◆ **PROBLEM DESCRIPTION**: Whenever the string "invalid" turns up in a line below, that line should be copied.

Stored data entries:
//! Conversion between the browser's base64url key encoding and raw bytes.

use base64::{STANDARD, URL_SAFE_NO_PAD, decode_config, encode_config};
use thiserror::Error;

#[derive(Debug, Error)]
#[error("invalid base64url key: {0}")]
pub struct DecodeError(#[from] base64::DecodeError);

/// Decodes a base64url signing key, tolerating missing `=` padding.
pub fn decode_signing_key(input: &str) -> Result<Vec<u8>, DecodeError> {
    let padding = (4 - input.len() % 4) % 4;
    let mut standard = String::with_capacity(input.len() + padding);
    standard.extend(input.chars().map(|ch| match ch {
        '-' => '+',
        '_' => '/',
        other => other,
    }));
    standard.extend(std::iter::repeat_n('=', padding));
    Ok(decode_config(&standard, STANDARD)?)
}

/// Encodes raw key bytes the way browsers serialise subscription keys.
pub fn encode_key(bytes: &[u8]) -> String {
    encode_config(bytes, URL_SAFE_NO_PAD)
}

==

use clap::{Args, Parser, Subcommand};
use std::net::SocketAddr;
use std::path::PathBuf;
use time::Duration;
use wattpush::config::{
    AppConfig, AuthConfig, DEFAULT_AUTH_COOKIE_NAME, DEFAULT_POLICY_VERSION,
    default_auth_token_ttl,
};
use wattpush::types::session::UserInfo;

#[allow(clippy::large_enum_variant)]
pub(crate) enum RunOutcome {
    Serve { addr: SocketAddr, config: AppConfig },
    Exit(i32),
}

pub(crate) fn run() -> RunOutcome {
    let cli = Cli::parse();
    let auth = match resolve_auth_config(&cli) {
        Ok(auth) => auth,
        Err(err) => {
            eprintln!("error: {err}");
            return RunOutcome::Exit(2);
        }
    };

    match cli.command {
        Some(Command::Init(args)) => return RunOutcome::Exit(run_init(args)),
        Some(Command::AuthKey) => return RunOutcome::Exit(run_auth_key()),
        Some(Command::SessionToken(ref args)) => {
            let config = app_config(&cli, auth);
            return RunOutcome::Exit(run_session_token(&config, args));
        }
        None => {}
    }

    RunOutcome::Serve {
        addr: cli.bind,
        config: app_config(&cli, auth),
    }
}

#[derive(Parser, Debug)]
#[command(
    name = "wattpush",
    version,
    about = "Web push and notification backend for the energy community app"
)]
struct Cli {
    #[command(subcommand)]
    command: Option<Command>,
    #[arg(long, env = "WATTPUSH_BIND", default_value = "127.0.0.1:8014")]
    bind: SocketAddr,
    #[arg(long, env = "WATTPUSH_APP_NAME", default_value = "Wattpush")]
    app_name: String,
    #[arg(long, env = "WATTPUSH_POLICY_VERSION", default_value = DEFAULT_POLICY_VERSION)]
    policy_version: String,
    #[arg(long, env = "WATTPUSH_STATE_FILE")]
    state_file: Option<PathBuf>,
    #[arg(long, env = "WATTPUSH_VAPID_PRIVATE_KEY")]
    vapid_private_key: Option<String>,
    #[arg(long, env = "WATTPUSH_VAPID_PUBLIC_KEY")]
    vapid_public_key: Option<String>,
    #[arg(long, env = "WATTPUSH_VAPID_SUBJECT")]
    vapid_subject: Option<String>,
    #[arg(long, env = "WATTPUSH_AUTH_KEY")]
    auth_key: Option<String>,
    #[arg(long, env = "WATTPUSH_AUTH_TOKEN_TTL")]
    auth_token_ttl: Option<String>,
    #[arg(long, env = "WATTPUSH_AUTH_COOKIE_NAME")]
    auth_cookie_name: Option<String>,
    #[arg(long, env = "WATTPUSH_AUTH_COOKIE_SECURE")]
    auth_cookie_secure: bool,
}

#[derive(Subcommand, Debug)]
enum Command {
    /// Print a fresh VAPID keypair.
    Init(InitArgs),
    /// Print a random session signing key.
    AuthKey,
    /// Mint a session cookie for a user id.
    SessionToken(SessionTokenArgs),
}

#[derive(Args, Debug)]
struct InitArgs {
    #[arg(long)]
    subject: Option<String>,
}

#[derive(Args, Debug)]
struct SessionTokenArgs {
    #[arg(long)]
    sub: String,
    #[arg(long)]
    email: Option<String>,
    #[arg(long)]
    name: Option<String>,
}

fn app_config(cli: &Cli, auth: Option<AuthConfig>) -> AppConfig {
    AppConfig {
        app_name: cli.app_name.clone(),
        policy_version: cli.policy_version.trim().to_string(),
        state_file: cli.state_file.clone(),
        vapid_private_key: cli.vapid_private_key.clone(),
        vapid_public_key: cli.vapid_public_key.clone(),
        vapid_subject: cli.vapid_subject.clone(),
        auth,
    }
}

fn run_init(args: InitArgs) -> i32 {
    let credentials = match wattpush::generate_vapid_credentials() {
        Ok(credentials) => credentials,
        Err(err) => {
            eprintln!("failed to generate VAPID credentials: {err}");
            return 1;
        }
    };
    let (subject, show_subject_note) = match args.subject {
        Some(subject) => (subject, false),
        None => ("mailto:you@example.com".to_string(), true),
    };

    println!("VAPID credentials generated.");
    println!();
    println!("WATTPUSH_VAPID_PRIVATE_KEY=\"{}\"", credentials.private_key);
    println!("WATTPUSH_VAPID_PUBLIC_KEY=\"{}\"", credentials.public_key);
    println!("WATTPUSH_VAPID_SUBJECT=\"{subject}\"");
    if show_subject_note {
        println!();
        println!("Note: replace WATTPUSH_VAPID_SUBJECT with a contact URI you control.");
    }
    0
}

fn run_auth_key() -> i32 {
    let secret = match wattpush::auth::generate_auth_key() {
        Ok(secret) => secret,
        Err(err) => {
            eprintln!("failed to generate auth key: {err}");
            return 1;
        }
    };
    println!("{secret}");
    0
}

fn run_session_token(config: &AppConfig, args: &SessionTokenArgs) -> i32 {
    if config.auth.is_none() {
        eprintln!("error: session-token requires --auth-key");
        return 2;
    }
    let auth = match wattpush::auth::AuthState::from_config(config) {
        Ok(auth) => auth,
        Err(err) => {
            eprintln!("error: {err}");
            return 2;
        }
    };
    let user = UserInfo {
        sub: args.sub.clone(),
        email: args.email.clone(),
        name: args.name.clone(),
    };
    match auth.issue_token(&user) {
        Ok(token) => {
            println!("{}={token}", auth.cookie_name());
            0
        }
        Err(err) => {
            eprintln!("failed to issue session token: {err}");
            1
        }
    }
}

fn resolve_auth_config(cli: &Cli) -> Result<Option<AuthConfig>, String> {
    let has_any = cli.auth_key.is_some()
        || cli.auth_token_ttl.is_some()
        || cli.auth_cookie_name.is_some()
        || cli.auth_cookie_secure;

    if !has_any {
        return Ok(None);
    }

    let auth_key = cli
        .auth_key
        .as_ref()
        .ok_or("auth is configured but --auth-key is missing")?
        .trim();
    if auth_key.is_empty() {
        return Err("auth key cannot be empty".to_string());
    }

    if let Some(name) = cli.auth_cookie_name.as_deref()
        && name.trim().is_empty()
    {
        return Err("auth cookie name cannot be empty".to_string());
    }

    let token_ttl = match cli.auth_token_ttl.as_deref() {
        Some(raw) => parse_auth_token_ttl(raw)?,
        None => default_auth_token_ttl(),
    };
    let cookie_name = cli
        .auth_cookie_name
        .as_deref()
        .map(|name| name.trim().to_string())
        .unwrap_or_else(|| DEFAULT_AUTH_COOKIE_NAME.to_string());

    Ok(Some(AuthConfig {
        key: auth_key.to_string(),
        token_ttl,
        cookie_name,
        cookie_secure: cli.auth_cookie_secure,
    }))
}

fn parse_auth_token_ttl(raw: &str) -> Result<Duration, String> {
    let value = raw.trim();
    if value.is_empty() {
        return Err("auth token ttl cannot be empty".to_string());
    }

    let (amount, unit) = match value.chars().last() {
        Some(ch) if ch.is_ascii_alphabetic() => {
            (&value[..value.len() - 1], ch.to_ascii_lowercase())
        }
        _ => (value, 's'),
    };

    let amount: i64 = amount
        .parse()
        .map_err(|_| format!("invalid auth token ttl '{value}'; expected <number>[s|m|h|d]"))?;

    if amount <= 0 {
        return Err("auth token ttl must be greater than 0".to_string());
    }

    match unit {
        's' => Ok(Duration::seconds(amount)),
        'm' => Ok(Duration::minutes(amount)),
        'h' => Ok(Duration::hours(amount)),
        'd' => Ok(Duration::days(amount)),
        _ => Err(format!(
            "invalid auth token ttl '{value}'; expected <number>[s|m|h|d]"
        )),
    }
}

◆ **SOLUTION**:
#[error("invalid base64url key: {0}")]
        .map_err(|_| format!("invalid auth token ttl '{value}'; expected <number>[s|m|h|d]"))?;
            "invalid auth token ttl '{value}'; expected <number>[s|m|h|d]"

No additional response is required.